All the while, Barry is up in heaven marveling at how well his code works. Of course, because Barry is a maniacal angel, he has also programmed happiness as temporary.
This is where Barry’s more benevolent counterpart—let’s call her Melissa—comes in and does the programming for “grace in hard times.” She activates this in us humans right at the moment we are about to give up.
Hard times are when our expectations don’t share the same potency as reality. We humans call this disappointment—and we rarely handle it with grace. Some of us get pretty angry about it. Others throw tantrums. Others resign themselves to misery. And a handful just manage chaos with one phrase: “Fuck it.”
Hard times are ugly. They’re messy. But they’re also a function of living.
So how do we crack the code? How do we get through hard times gracefully?
First off, expect hard times. Don’t be one of us who’s like, “Why is this happening to me?” No. You gotta think, “This is happening for me—Barry, you old devil!”

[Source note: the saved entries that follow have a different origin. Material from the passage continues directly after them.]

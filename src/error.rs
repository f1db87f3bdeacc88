use thiserror::Error;

#[derive(Debug, Error)]
pub enum ChatError {
    #[error("Request timed out")]
    NetworkTimeout,
    #[error("Network error: {0}")]
    NetworkFailure(String),
    #[error("API error (status {status}): {message}")]
    ApiError { status: u16, message: String },
    #[error("Empty response from model")]
    EmptyResponse,
    /// Every strategy failed. The diagnostic is already user-facing.
    #[error("{diagnostic}")]
    ConnectionExhausted { diagnostic: String },
    #[error("Configuration error: {0}")]
    ConfigError(String),
    #[error("Session error: {0}")]
    SessionError(String),
    #[error("Persistence error: {0}")]
    PersistenceError(String),
    #[error("IO error: {0}")]
    IoError(#[from] std::io::Error),
    #[error("JSON error: {0}")]
    JsonError(#[from] serde_json::Error),
    #[error("YAML error: {0}")]
    YamlError(#[from] serde_yaml::Error),
    #[error("{0}")]
    Other(String),
}

impl ChatError {
    /// Failures that let the dispatcher move on to the next strategy.
    pub fn is_transport_failure(&self) -> bool {
        matches!(
            self,
            ChatError::NetworkTimeout | ChatError::NetworkFailure(_) | ChatError::ApiError { .. }
        )
    }
}

impl From<reqwest::Error> for ChatError {
    fn from(err: reqwest::Error) -> Self {
        if err.is_timeout() {
            ChatError::NetworkTimeout
        } else {
            ChatError::NetworkFailure(err.to_string())
        }
    }
}

impl From<anyhow::Error> for ChatError {
    fn from(err: anyhow::Error) -> Self {
        ChatError::Other(format!("{:#}", err))
    }
}

pub type Result<T> = std::result::Result<T, ChatError>;
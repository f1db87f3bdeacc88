use serde::Deserialize;

/// Body returned by the chat endpoint.
#[derive(Deserialize, Debug)]
pub struct ChatReply {
    #[serde(default)]
    pub response: Option<String>,
}
mod filesystem;
mod memory;
mod storage;
mod store;

pub use filesystem::{FileBackend, STORAGE_FILE_NAME};
pub use memory::MemoryBackend;
pub use storage::{SessionBackend, StoreSnapshot, SNAPSHOT_VERSION};
pub use store::SessionStore;
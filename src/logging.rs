use tracing_subscriber::EnvFilter;

/// Install the stderr subscriber. `RUST_LOG` wins over the verbose flag.
pub fn init(verbose: bool) {
    let fallback = if verbose { "relaychat=debug,warn" } else { "warn" };
    let filter = EnvFilter::try_from_default_env().unwrap_or_else(|_| EnvFilter::new(fallback));

    // A second init (tests, embedding) keeps the first subscriber.
    let _ = tracing_subscriber::fmt()
        .with_env_filter(filter)
        .with_writer(std::io::stderr)
        .with_target(verbose)
        .try_init();
}
use chrono::{DateTime, Local};
use serde::{Deserialize, Serialize};
use uuid::Uuid;

pub const DEFAULT_TITLE: &str = "New Chat";
pub const TITLE_MAX_CHARS: usize = 30;

#[derive(Serialize, Deserialize, Clone, Copy, Debug, PartialEq, Eq)]
#[serde(rename_all = "lowercase")]
pub enum Role {
    User,
    Assistant,
}

#[derive(Serialize, Deserialize, Clone, Debug, PartialEq)]
pub struct Message {
    pub id: String,
    pub role: Role,
    pub content: String,
    pub timestamp: DateTime<Local>,
    #[serde(default, skip_serializing_if = "std::ops::Not::not")]
    pub is_error: bool,
}

impl Message {
    pub fn user(content: impl Into<String>) -> Self {
        Self::new(Role::User, content.into(), false)
    }

    pub fn assistant(content: impl Into<String>) -> Self {
        Self::new(Role::Assistant, content.into(), false)
    }

    /// An assistant-side message standing in for a failed request.
    pub fn error(content: impl Into<String>) -> Self {
        Self::new(Role::Assistant, content.into(), true)
    }

    fn new(role: Role, content: String, is_error: bool) -> Self {
        Self {
            id: Uuid::new_v4().to_string(),
            role,
            content,
            timestamp: Local::now(),
            is_error,
        }
    }
}

#[derive(Serialize, Deserialize, Clone, Debug, PartialEq)]
pub struct Session {
    pub id: String,
    pub title: String,
    pub messages: Vec<Message>,
    pub created_at: DateTime<Local>,
    pub last_modified: DateTime<Local>,
    pub model: String,
}

impl Session {
    pub fn new(model: impl Into<String>) -> Self {
        let now = Local::now();
        Self {
            id: Uuid::new_v4().to_string(),
            title: DEFAULT_TITLE.to_string(),
            messages: vec![],
            created_at: now,
            last_modified: now,
            model: model.into(),
        }
    }

    pub fn touch(&mut self) {
        let now = Local::now();
        // Clock skew must not move last_modified behind creation.
        self.last_modified = now.max(self.created_at);
    }
}

/// Session title derived from the first prompt.
pub fn title_from_prompt(prompt: &str) -> String {
    let prompt = prompt.trim();
    if prompt.chars().count() > TITLE_MAX_CHARS {
        let head: String = prompt.chars().take(TITLE_MAX_CHARS).collect();
        format!("{}...", head)
    } else {
        prompt.to_string()
    }
}
use crate::api::{Dispatcher, HttpTransport, Transport};
use crate::config::validate_model;
use crate::error::{ChatError, Result};
use crate::models::{title_from_prompt, Message, Session};
use crate::session::SessionStore;
use tracing::{debug, warn};

/// Owns the chat state and drives one send at a time.
///
/// `send` borrows the controller mutably for the whole request, so a second
/// prompt cannot start until the first reply (or failure) is recorded.
pub struct ChatController<T: Transport = HttpTransport> {
    store: SessionStore,
    dispatcher: Dispatcher<T>,
    model: String,
}

impl<T: Transport> ChatController<T> {
    pub fn new(store: SessionStore, dispatcher: Dispatcher<T>, model: impl Into<String>) -> Self {
        Self {
            store,
            dispatcher,
            model: model.into(),
        }
    }

    pub fn store(&self) -> &SessionStore {
        &self.store
    }

    pub fn store_mut(&mut self) -> &mut SessionStore {
        &mut self.store
    }

    pub fn dispatcher(&self) -> &Dispatcher<T> {
        &self.dispatcher
    }

    pub fn model(&self) -> &str {
        &self.model
    }

    pub fn set_model(&mut self, model: &str) -> Result<()> {
        validate_model(model)?;
        self.model = model.to_string();
        Ok(())
    }

    /// Start an empty session with the current model and make it active.
    pub fn new_chat(&mut self) -> Session {
        self.store.create(&self.model)
    }

    /// Send `prompt` in the active session, creating one if needed.
    ///
    /// Returns the message appended as the reply. Request failures do not
    /// surface as `Err`: they become an error-flagged message carrying the
    /// diagnostic, so the session stays usable.
    pub async fn send(&mut self, prompt: &str) -> Result<Message> {
        if prompt.trim().is_empty() {
            return Err(ChatError::Other("Cannot send an empty prompt".into()));
        }

        let session_id = match self.store.active() {
            Some(session) => session.id.clone(),
            None => self.new_chat().id,
        };
        let first_message = self
            .store
            .get(&session_id)
            .map(|s| s.messages.is_empty())
            .unwrap_or(true);

        self.store.append_message(&session_id, Message::user(prompt))?;
        if first_message {
            self.store.rename(&session_id, &title_from_prompt(prompt))?;
        }

        debug!(session = %session_id, model = %self.model, "sending prompt");
        let reply = match self.dispatcher.send(prompt, &self.model).await {
            Ok(text) => Message::assistant(text),
            Err(e) => {
                warn!(session = %session_id, error = %e, "prompt failed");
                Message::error(self.dispatcher.describe_failure(&e))
            }
        };

        self.store.append_message(&session_id, reply.clone())?;
        Ok(reply)
    }

    pub fn take_warnings(&mut self) -> Vec<String> {
        self.store.take_warnings()
    }
}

The next step is tapping into grace. That’s the program that reads: “I don’t know what the future holds, but I know who holds the future.”
Then pause. Do not take action when hard times hit. Instead, assess the situation and reflect on the choices that landed you at your own personal crossroads—yep, the one that you are now nailed to.
Think back on what you asked for.
What dreams keep tugging on you?
What spontaneous action wants to possess your body and mind?
What promise did you make that is yet to be kept?
Years of your life will be spent failing and passing tests, and suffering losses, but on the day the codes of creation send life coursing through your veins, happiness will be there too. So say “yes” and commit fully to whatever calls to you.
How do you gracefully go through hard times? You master the code and get in good with the angels.